**ABOUT THIS EXERCISE**
Copy out the entries below exactly as they stand, but only from the line containing "let count = UPPER_CASE_REGEX.find_iter(candidate).count();" through the line containing "minimum length, maximum".

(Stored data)
···
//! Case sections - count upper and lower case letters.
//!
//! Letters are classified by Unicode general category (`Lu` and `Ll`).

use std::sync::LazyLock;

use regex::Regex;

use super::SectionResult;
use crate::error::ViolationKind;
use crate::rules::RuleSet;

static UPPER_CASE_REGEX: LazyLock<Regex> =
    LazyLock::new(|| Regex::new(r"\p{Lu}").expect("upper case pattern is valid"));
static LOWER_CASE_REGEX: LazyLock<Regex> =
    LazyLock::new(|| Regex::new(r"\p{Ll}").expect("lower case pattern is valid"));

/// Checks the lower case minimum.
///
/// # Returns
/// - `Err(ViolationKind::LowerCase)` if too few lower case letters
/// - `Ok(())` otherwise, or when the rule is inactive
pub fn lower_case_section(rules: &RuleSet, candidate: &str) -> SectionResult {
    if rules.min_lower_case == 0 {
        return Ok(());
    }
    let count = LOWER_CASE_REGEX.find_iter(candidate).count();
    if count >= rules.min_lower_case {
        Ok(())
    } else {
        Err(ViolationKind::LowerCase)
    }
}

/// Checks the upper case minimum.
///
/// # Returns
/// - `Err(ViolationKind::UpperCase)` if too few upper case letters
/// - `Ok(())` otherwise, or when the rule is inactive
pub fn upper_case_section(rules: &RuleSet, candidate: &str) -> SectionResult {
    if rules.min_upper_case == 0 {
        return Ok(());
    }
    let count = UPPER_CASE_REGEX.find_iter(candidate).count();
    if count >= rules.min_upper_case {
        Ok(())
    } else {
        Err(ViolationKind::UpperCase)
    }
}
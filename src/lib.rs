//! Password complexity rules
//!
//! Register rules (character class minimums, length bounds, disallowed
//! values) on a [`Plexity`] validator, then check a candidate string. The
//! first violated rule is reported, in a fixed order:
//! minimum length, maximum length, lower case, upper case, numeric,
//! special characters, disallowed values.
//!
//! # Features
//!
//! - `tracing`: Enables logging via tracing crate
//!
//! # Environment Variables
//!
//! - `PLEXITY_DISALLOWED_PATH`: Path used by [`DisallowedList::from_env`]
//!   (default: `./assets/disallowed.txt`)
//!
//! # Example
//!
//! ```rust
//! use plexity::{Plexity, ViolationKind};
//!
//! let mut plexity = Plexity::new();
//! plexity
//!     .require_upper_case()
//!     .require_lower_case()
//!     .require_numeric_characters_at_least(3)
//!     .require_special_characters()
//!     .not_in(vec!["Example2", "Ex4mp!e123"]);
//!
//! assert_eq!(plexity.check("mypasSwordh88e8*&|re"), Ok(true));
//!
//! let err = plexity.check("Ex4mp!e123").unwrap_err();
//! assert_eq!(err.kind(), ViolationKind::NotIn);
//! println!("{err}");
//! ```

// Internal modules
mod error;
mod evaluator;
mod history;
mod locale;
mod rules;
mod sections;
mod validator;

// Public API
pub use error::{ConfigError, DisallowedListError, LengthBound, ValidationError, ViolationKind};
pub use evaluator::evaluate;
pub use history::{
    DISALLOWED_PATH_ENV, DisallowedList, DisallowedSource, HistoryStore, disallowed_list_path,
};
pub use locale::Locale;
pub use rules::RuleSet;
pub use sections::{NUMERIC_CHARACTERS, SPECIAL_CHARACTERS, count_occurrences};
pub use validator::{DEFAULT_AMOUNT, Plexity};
···
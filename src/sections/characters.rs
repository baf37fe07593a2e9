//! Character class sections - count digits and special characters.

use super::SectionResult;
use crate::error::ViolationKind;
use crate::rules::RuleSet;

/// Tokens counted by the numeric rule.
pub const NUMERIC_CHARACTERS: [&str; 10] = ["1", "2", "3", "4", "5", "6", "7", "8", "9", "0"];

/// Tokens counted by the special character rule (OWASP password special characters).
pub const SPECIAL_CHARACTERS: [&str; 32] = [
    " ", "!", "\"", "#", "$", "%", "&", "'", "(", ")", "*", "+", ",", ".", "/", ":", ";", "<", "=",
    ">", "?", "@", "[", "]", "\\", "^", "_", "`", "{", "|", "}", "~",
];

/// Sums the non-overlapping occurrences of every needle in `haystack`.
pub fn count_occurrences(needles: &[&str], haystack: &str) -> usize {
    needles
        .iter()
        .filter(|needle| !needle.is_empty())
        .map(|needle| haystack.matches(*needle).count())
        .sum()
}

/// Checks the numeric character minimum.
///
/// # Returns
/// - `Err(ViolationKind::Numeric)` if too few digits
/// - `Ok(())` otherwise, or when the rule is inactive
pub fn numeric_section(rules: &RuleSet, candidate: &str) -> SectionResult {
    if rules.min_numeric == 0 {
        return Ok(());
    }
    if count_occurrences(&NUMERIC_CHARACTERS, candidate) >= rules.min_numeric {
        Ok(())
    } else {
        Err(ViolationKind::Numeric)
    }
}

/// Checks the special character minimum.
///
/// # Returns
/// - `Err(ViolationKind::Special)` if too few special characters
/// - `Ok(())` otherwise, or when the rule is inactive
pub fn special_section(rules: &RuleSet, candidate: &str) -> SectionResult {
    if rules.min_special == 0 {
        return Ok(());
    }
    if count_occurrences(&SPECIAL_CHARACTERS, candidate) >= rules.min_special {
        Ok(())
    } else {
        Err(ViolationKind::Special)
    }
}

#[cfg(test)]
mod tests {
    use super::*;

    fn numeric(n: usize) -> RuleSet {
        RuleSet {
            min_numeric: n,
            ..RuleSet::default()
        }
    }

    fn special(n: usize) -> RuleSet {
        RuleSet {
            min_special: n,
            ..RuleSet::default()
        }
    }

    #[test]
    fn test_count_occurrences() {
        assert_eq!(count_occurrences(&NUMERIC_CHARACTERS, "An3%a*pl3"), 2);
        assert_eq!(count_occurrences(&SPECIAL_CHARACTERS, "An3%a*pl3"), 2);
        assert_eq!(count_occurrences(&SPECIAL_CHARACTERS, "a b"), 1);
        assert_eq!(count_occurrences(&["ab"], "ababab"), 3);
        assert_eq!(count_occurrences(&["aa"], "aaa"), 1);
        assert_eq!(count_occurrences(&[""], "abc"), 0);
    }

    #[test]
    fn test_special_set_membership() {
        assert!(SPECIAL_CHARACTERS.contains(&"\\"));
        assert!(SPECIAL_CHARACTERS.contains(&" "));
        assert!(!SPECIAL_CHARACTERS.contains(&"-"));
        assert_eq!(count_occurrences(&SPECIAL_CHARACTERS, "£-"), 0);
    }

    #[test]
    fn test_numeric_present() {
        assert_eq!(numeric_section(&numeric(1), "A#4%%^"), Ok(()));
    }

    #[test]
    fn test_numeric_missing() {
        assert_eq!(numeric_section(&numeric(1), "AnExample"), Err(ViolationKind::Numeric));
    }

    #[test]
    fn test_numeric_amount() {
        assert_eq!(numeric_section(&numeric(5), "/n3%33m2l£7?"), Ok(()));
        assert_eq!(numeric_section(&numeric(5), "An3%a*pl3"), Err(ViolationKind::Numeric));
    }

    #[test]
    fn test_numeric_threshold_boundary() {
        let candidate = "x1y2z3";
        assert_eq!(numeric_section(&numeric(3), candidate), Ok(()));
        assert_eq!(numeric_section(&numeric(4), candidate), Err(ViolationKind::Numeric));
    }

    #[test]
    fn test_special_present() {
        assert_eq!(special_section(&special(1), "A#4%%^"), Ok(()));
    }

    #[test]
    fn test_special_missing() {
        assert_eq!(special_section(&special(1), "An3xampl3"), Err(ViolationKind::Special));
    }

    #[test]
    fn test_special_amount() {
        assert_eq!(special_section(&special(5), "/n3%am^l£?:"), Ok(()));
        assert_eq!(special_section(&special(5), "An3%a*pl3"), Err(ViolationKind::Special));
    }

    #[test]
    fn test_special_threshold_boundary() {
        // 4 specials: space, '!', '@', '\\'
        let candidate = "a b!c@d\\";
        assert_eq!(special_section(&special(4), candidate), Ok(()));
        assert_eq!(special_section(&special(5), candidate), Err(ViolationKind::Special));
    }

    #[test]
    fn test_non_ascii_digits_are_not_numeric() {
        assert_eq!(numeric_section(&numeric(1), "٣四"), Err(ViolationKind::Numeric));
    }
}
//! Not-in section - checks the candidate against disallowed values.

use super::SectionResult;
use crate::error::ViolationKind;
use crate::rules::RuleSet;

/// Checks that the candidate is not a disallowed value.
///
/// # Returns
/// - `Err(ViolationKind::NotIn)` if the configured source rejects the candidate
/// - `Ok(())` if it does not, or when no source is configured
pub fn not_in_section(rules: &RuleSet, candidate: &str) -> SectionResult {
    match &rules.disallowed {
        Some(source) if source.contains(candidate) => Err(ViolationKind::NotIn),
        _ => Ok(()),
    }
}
···
**EXERCISE OUTPUT**
    let count = UPPER_CASE_REGEX.find_iter(candidate).count();
    if count >= rules.min_upper_case {
        Ok(())
    } else {
        Err(ViolationKind::UpperCase)
    }
}
filename src/lib.rs
//! Password complexity rules
//!
//! Register rules (character class minimums, length bounds, disallowed
//! values) on a [`Plexity`] validator, then check a candidate string. The
//! first violated rule is reported, in a fixed order:
//! minimum length, maximum length, lower case, upper case, numeric,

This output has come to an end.